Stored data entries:
↓↓↓

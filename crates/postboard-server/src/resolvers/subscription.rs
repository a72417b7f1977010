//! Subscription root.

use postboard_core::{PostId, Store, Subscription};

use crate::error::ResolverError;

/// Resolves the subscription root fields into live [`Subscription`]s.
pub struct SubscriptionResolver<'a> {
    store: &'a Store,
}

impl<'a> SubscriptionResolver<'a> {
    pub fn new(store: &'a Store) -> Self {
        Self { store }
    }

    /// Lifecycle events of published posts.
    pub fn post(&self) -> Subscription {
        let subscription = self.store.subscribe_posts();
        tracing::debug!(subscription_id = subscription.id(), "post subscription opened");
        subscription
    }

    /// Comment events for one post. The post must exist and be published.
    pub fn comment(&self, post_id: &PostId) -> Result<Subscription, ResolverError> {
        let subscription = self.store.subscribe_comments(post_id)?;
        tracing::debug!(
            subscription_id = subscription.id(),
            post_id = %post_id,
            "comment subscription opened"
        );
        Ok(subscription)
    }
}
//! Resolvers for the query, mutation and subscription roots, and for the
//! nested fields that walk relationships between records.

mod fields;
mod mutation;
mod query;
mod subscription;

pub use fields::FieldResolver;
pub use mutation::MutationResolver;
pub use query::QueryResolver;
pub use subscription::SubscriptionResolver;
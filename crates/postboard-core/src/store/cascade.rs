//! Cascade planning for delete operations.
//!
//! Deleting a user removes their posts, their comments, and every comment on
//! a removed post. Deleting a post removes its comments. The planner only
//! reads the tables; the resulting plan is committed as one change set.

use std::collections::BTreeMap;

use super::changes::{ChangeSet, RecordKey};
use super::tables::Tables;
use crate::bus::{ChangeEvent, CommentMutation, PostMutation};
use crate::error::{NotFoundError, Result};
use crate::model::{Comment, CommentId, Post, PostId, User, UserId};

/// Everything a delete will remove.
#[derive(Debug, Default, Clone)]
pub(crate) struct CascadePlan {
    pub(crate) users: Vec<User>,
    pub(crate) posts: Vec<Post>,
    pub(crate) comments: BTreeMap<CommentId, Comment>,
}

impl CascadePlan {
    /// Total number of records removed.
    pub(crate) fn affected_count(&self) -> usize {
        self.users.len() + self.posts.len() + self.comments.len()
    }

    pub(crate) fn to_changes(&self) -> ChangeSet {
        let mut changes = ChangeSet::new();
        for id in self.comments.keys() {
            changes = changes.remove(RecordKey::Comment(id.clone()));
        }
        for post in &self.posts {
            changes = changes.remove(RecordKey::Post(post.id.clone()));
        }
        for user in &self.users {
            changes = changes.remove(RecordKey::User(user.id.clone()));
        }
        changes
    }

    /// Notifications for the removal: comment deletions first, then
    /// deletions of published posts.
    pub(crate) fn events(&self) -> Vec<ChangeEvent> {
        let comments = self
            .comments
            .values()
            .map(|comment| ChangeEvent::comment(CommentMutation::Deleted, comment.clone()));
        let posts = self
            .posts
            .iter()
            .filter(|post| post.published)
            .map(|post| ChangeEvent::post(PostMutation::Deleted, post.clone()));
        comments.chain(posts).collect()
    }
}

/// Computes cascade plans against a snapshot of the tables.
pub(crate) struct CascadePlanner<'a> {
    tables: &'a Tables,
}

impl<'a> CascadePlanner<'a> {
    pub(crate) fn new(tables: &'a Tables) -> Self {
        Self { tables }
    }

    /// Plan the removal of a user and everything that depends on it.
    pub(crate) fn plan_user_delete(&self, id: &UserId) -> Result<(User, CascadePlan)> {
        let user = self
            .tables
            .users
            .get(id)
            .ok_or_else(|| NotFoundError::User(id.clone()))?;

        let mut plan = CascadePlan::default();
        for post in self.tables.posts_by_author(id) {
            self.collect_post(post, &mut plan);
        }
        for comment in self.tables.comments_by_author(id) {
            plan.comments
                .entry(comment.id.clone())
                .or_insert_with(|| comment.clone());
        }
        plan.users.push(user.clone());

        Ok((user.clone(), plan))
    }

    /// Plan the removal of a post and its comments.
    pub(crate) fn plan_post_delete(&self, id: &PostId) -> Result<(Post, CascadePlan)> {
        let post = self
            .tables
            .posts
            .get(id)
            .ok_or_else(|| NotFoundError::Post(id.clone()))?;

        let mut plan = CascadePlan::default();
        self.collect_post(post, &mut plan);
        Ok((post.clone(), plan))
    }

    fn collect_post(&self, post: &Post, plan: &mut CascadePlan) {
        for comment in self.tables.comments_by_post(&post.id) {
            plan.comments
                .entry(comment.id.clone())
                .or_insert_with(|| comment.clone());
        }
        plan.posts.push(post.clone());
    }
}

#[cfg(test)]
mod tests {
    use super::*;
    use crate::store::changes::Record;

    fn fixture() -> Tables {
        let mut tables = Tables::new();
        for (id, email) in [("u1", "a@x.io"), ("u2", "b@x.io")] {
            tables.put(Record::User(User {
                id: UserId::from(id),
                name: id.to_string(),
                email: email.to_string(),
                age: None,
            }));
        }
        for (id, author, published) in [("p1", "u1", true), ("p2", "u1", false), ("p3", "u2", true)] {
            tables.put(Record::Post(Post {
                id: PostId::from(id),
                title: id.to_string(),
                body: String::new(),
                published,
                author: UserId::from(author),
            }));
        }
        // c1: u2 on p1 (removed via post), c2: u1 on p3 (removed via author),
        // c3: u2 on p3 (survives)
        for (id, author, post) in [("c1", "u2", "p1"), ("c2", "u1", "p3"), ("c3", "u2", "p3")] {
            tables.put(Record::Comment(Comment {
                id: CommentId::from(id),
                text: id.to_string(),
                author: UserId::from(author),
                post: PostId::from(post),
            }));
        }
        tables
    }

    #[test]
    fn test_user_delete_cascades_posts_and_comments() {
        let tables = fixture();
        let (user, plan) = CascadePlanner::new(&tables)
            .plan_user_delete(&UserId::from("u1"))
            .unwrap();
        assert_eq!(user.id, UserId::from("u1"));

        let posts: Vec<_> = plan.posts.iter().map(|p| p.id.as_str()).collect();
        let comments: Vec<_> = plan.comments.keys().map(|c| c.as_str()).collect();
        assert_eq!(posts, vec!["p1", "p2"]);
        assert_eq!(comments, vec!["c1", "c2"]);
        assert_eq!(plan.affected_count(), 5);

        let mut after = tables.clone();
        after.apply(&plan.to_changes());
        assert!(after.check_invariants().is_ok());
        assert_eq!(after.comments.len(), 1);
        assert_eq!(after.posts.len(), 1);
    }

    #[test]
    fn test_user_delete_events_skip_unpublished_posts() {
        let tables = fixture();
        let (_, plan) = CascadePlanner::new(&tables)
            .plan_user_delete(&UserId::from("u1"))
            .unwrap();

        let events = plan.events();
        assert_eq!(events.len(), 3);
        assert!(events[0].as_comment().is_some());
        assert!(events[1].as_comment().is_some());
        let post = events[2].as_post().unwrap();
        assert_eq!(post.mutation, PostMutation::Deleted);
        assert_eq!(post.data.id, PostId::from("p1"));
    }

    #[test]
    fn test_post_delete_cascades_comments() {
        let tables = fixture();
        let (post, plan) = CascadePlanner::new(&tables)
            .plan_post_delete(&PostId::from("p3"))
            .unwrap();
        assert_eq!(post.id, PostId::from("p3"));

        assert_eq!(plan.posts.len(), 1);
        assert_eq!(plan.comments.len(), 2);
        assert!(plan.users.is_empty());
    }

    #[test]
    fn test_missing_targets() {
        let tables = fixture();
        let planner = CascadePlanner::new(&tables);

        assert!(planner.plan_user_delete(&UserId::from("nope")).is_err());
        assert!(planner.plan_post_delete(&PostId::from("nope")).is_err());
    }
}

↑↑↑

What to produce:
Above are the records; copy exactly the lines from the line with "for (id, author, post)" through the line with "assert_eq!(plan.comments.len(), 2);", both included.

Task solution:
        for (id, author, post) in [("c1", "u2", "p1"), ("c2", "u1", "p3"), ("c3", "u2", "p3")] {
            tables.put(Record::Comment(Comment {
                id: CommentId::from(id),
                text: id.to_string(),
                author: UserId::from(author),
                post: PostId::from(post),
            }));
        }
        tables
    }

    #[test]
    fn test_user_delete_cascades_posts_and_comments() {
        let tables = fixture();
        let (user, plan) = CascadePlanner::new(&tables)
            .plan_user_delete(&UserId::from("u1"))
            .unwrap();
        assert_eq!(user.id, UserId::from("u1"));

        let posts: Vec<_> = plan.posts.iter().map(|p| p.id.as_str()).collect();
        let comments: Vec<_> = plan.comments.keys().map(|c| c.as_str()).collect();
        assert_eq!(posts, vec!["p1", "p2"]);
        assert_eq!(comments, vec!["c1", "c2"]);
        assert_eq!(plan.affected_count(), 5);

        let mut after = tables.clone();
        after.apply(&plan.to_changes());
        assert!(after.check_invariants().is_ok());
        assert_eq!(after.comments.len(), 1);
        assert_eq!(after.posts.len(), 1);
    }

    #[test]
    fn test_user_delete_events_skip_unpublished_posts() {
        let tables = fixture();
        let (_, plan) = CascadePlanner::new(&tables)
            .plan_user_delete(&UserId::from("u1"))
            .unwrap();

        let events = plan.events();
        assert_eq!(events.len(), 3);
        assert!(events[0].as_comment().is_some());
        assert!(events[1].as_comment().is_some());
        let post = events[2].as_post().unwrap();
        assert_eq!(post.mutation, PostMutation::Deleted);
        assert_eq!(post.data.id, PostId::from("p1"));
    }

    #[test]
    fn test_post_delete_cascades_comments() {
        let tables = fixture();
        let (post, plan) = CascadePlanner::new(&tables)
            .plan_post_delete(&PostId::from("p3"))
            .unwrap();
        assert_eq!(post.id, PostId::from("p3"));

        assert_eq!(plan.posts.len(), 1);
        assert_eq!(plan.comments.len(), 2);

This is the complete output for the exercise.